18111 Von Karman, Suite 700
Irvine, California 92612
     Re: Registration Statement on Form S-3
Ladies and Gentlemen:
     We have acted as counsel to Quality Systems, Inc., a California corporation (the “Company”), in connection with the Registration Statement on Form S-3 to which this opinion is an exhibit (the “Registration Statement”) with respect to the offer and sale by the persons and entities named in the Registration Statement (the “Selling Security Holders”) of up to an aggregate of 143,000 outstanding shares of the Company’s common stock (the “Shares”).
     We are familiar with the corporate actions taken and proposed to be taken by the Company in connection with the authorization, issuance and sale of the Shares and have made such other legal and factual inquiries as we deem necessary for purposes of rendering this opinion.
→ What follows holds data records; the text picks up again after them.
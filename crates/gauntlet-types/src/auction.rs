//! Auction message and authorization types.
//!
//! An auction winner (the relayer) signs the `(auction id, expiry)` pair
//! under a fixed EIP-712 domain. The bridge forwards that signature together
//! with the payout recipient as a fixed 93-byte message which is decoded into
//! an [`AuctionMessage`] and checked against a [`CallContext`].

use alloy_primitives::{Address, FixedBytes};
use serde::{Deserialize, Serialize};

/// Width of the big-endian auction id field.
pub const AUCTION_ID_LENGTH: usize = 4;
/// Width of the big-endian expiry field.
pub const EXPIRY_LENGTH: usize = 4;
/// Width of the raw recipient address field.
pub const RECIPIENT_LENGTH: usize = 20;
/// Width of the `r ‖ s ‖ v` signature field.
pub const SIGNATURE_LENGTH: usize = 65;
/// Total length of a wire message.
pub const MESSAGE_LENGTH: usize =
	AUCTION_ID_LENGTH + EXPIRY_LENGTH + RECIPIENT_LENGTH + SIGNATURE_LENGTH;

/// Domain name relayers sign under.
pub const DEFAULT_DOMAIN_NAME: &str = "RelayerCartel";
/// The only protocol version accepted by the authorization gate.
pub const SUPPORTED_VERSION: u32 = 0;

/// A 65-byte `r ‖ s ‖ v` signature as carried on the wire.
pub type RawSignature = FixedBytes<SIGNATURE_LENGTH>;

/// Decoded form of the message delivered by the bridge.
#[derive(Debug, Clone, Copy, PartialEq, Eq, Serialize, Deserialize)]
pub struct AuctionMessage {
	/// Auction round identifier.
	pub auction_id: u32,
	/// UNIX timestamp at which the fill opens to any caller.
	pub expiry: u32,
	/// Destination of the payout.
	pub recipient: Address,
	/// Signature over `(auction_id, expiry)`.
	pub signature: RawSignature,
}

/// EIP-712 domain the auction tuple is signed under.
///
/// There is no `verifyingContract` member; replay across chains and
/// protocol versions is prevented by `chain_id` and `version` alone.
#[derive(Debug, Clone, PartialEq, Eq, Serialize, Deserialize)]
pub struct AuthorizationDomain {
	pub name: String,
	pub version: u32,
	pub chain_id: u64,
}

impl AuthorizationDomain {
	/// Creates a domain with an explicit name, version and chain.
	pub fn new(name: impl Into<String>, version: u32, chain_id: u64) -> Self {
		Self {
			name: name.into(),
			version,
			chain_id,
		}
	}

	/// Creates the default `RelayerCartel` domain at the supported version.
	pub fn relayer_cartel(chain_id: u64) -> Self {
		Self::new(DEFAULT_DOMAIN_NAME, SUPPORTED_VERSION, chain_id)
	}
}

/// Per-invocation context the authorization gate decides against.
#[derive(Debug, Clone, Copy, PartialEq, Eq, Serialize, Deserialize)]
pub struct CallContext {
	/// Account triggering the payout.
	pub caller: Address,
	/// Relayer asserted by the transport as the fill executor.
	pub designated_signer: Address,
	/// Current UNIX timestamp from the caller's clock.
	pub now: u32,
	/// Chain the receiver executes on.
	pub chain_id: u64,
	/// Protocol version the receiver runs.
	pub version: u32,
}

/// Which branch of the expiry policy admitted the call.
#[derive(Debug, Clone, Copy, PartialEq, Eq, Serialize, Deserialize)]
#[serde(rename_all = "snake_case")]
pub enum AuthorizationPath {
	/// Before expiry, called by the designated signer.
	Designated,
	/// At or after expiry, any caller.
	Fallback,
}

/// Successful outcome of an authorization check.
#[derive(Debug, Clone, Copy, PartialEq, Eq, Serialize, Deserialize)]
pub struct Authorization {
	/// Address recovered from the signature.
	pub signer: Address,
	pub auction_id: u32,
	pub expiry: u32,
	pub recipient: Address,
	pub path: AuthorizationPath,
}

#[cfg(test)]
mod tests {
	use super::*;

	#[test]
	fn test_message_length_matches_layout() {
		assert_eq!(MESSAGE_LENGTH, 93);
	}

	#[test]
	fn test_relayer_cartel_domain() {
		let domain = AuthorizationDomain::relayer_cartel(31337);
		assert_eq!(domain.name, "RelayerCartel");
		assert_eq!(domain.version, 0);
		assert_eq!(domain.chain_id, 31337);
	}

	#[test]
	fn test_authorization_path_serializes_snake_case() {
		let json = serde_json::to_string(&AuthorizationPath::Fallback).unwrap();
		assert_eq!(json, "\"fallback\"");
	}
}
We have assumed the genuineness of all signatures, the authenticity of all documents submitted to us as originals, the conformity to original documents of all documents submitted to us as copies and the authenticity of the originals of such copied documents. We have also assumed that the Shares are evidenced by appropriate certificates that have been properly executed and delivered.
     Based on the foregoing and in reliance thereon, and subject to the qualifications and limitations set forth below, we are of the opinion that the Shares have been duly authorized and are validly issued, fully paid and non-assessable.
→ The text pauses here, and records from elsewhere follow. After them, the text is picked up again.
use super::{Trainer, TrainingConfig};
use crate::{
    arch::{Model, Neuron},
    data::Dataset,
    error::Result,
    optimization::{GradientDescent, Optimizer},
};

/// Builds `Trainer`s given a configuration.
#[derive(Default)]
pub struct TrainerBuilder;

impl TrainerBuilder {
    /// Creates a new `TrainerBuilder`.
    pub fn new() -> Self {
        Self
    }

    /// Builds a new `Trainer` following a configuration.
    ///
    /// # Arguments
    /// * `config` - The hyperparameters of the run.
    /// * `dataset` - The data the trainer will own.
    ///
    /// # Errors
    /// `InvalidConfiguration` if the configuration is out of bounds.
    pub fn build(
        &self,
        config: &TrainingConfig,
        dataset: Dataset,
    ) -> Result<Trainer<Neuron, GradientDescent>> {
        config.validate()?;

        let model = self.resolve_model(config);
        let optimizer = self.resolve_optimizer(config);
        self.terminate_build(config, model, optimizer, dataset)
    }

    fn resolve_model(&self, config: &TrainingConfig) -> Neuron {
        Neuron::new(config.act_fn, config.reg_fn, config.lambda)
    }

    fn resolve_optimizer(&self, config: &TrainingConfig) -> GradientDescent {
        GradientDescent::new(config.learning_rate)
    }

    fn terminate_build<M, O>(
        &self,
        config: &TrainingConfig,
        model: M,
        optimizer: O,
        dataset: Dataset,
    ) -> Result<Trainer<M, O>>
    where
        M: Model,
        O: Optimizer,
    {
        Trainer::new(
            model,
            optimizer,
            dataset,
            config.epochs,
            config.batch_size,
            config.report_every,
        )
    }
}
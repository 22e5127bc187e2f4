use std::fmt;

use serde::{Deserialize, Serialize};

use super::{relu, sigmoid, tanh};

/// The activation applied to the neuron's linear output.
#[derive(Debug, Clone, Copy, Default, PartialEq, Eq, Serialize, Deserialize)]
#[serde(rename_all = "snake_case")]
pub enum ActFn {
    #[default]
    Relu,
    Sigmoid,
    Tanh,
}
use ActFn::*;

impl ActFn {
    pub fn f(&self, x: f32) -> f32 {
        match self {
            Relu => relu(x),
            Sigmoid => sigmoid(x),
            Tanh => tanh(x),
        }
    }
}

impl fmt::Display for ActFn {
    fn fmt(&self, f: &mut fmt::Formatter<'_>) -> fmt::Result {
        let name = match self {
            Relu => "relu",
            Sigmoid => "sigmoid",
            Tanh => "tanh",
        };

        write!(f, "{name}")
    }
}
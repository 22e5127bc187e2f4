/// Ridge penalty, `lambda * weight^2`.
pub fn l2(weight: f32, lambda: f32) -> f32 {
    lambda * weight.powi(2)
}

/// Lasso penalty, `lambda * |weight|`.
pub fn l1(weight: f32, lambda: f32) -> f32 {
    lambda * weight.abs()
}

#[cfg(test)]
mod tests {
    use super::*;

    #[test]
    fn penalties_match_their_closed_forms() {
        for w in [-3., -0.5, 0., 0.5, 3.] {
            for lambda in [0., 0.01, 1., 2.5] {
                assert!((l2(w, lambda) - lambda * w * w).abs() < 1e-6);
                assert_eq!(l1(w, lambda), lambda * f32::abs(w));
            }
        }
    }

    #[test]
    fn penalties_vanish_without_weight_or_lambda() {
        assert_eq!(l1(0., 0.7), 0.);
        assert_eq!(l2(0., 0.7), 0.);
        assert_eq!(l1(-4., 0.), 0.);
        assert_eq!(l2(-4., 0.), 0.);
    }

    #[test]
    fn l1_is_symmetric() {
        assert_eq!(l1(-2., 0.1), l1(2., 0.1));
        assert_eq!(l2(-2., 0.1), l2(2., 0.1));
    }
}
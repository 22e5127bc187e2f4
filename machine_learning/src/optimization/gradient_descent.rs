use super::Optimizer;
use crate::arch::Params;

/// Gradient descent optimization algorithm.
#[derive(Debug, Clone, Copy)]
pub struct GradientDescent {
    learning_rate: f32,
}

impl GradientDescent {
    /// Returns a new `GradientDescent`.
    ///
    /// # Arguments
    /// * `learning_rate` - The *length* of the steps taken on `update_params`.
    pub fn new(learning_rate: f32) -> Self {
        Self { learning_rate }
    }

    pub fn learning_rate(&self) -> f32 {
        self.learning_rate
    }
}

impl Optimizer for GradientDescent {
    /// Updates the parameters according to the algorithm's learning rule, that is, making a step in
    /// the opposite direction of the gradient, with a length of `learning_rate`.
    ///
    /// # Arguments
    /// * `params` - The parameters that are going to be modified.
    /// * `grad` - The gradient used for taking the step.
    fn update_params(&mut self, params: &mut Params, grad: &Params) {
        let lr = self.learning_rate;

        params.weight -= lr * grad.weight;
        params.bias -= lr * grad.bias;
    }
}
use std::fmt;

use ndarray::{Array1, ArrayView1, s};

use crate::error::{MlErr, Result};

/// An in-memory regression dataset made of two parallel arrays.
///
/// The names follow the data files this trainer was built for and are inverted with respect to the
/// usual convention:
/// * `input` holds the **targets**, the values the neuron is fitted to.
/// * `output` holds the **features**, the values multiplied by the weight.
#[derive(Debug, Clone, PartialEq)]
pub struct Dataset {
    input: Array1<f32>,
    output: Array1<f32>,
}

impl Dataset {
    /// Creates a new dataset from owned buffers.
    ///
    /// # Arguments
    /// * `input` - The targets.
    /// * `output` - The features, same length as `input`.
    ///
    /// # Errors
    /// `DataShapeMismatch` if the lengths differ, `InvalidConfiguration` if both are empty.
    pub fn new(input: Vec<f32>, output: Vec<f32>) -> Result<Self> {
        if input.len() != output.len() {
            return Err(MlErr::DataShapeMismatch {
                a: "output",
                b: "input",
                got: output.len(),
                expected: input.len(),
            });
        }

        if input.is_empty() {
            return Err(MlErr::InvalidConfiguration {
                what: "dataset",
                reason: "dataset must be non-empty",
            });
        }

        Ok(Self {
            input: Array1::from(input),
            output: Array1::from(output),
        })
    }

    #[inline]
    pub fn len(&self) -> usize {
        self.input.len()
    }

    #[inline]
    pub fn is_empty(&self) -> bool {
        self.input.is_empty()
    }

    #[inline]
    pub fn input(&self) -> ArrayView1<'_, f32> {
        self.input.view()
    }

    #[inline]
    pub fn output(&self) -> ArrayView1<'_, f32> {
        self.output.view()
    }

    /// Returns the whole dataset as a single batch.
    pub fn view(&self) -> BatchView<'_> {
        self.slice(0, self.len())
    }

    /// Borrows the samples in `[start, end)` of both arrays. Callers clamp the range.
    pub(super) fn slice(&self, start: usize, end: usize) -> BatchView<'_> {
        BatchView {
            input: self.input.slice(s![start..end]),
            output: self.output.slice(s![start..end]),
        }
    }
}

impl fmt::Display for Dataset {
    fn fmt(&self, f: &mut fmt::Formatter<'_>) -> fmt::Result {
        write!(f, "input: {}, output: {}", self.input, self.output)
    }
}

/// Borrowed contiguous window over both arrays of a `Dataset` (zero-copy).
#[derive(Debug, Clone, Copy)]
pub struct BatchView<'a> {
    pub input: ArrayView1<'a, f32>,
    pub output: ArrayView1<'a, f32>,
}

impl<'a> BatchView<'a> {
    #[inline]
    pub fn len(&self) -> usize {
        self.input.len()
    }

    #[inline]
    pub fn is_empty(&self) -> bool {
        self.input.is_empty()
    }

    /// Iterates the `(target, feature)` pairs of the window.
    pub fn samples(&self) -> impl Iterator<Item = (f32, f32)> + 'a {
        self.input.into_iter().copied().zip(self.output.into_iter().copied())
    }
}

#[cfg(test)]
mod tests {
    use super::*;

    #[test]
    fn dataset_rejects_mismatched_lengths() {
        let err = Dataset::new(vec![1., 2., 3.], vec![1., 2.]).unwrap_err();

        assert!(matches!(
            err,
            MlErr::DataShapeMismatch {
                got: 2,
                expected: 3,
                ..
            }
        ));
    }

    #[test]
    fn dataset_rejects_empty_arrays() {
        let err = Dataset::new(vec![], vec![]).unwrap_err();

        assert!(matches!(err, MlErr::InvalidConfiguration { .. }));
    }

    #[test]
    fn samples_pair_targets_with_features() {
        let ds = Dataset::new(vec![1., 2., 3.], vec![10., 20., 30.]).unwrap();
        let pairs: Vec<_> = ds.view().samples().collect();

        assert_eq!(pairs, vec![(1., 10.), (2., 20.), (3., 30.)]);
    }

    #[test]
    fn display_lists_both_arrays() {
        let ds = Dataset::new(vec![1., 2.], vec![1.5, 2.]).unwrap();
        let shown = ds.to_string();

        assert!(shown.starts_with("input: [1, 2]"));
        assert!(shown.contains("output: [1.5, 2]"));
    }
}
     You have informed us that the Selling Security Holders may sell the Shares from time to time on a delayed or continuous basis. This opinion is limited to the General Corporation Law of the State of California (“CGCL”), including the statutory provisions of the CGCL, all applicable provisions of the Constitution of the State of California and all reported judicial decisions interpreting these laws, and federal law, exclusive of state securities and blue sky laws, rules and regulations.
     We hereby consent to the use of our name under the caption “Legal Matters” in the prospectus forming a part of the Registration Statement and to the filing of this opinion as Exhibit 5.1 to the Registration Statement. In giving this consent, we do not admit that we are within the category of persons whose consent is required under Section 7 of the Securities Act of 1933, as amended, or the General Rules and Regulations of the Securities and Exchange Commission.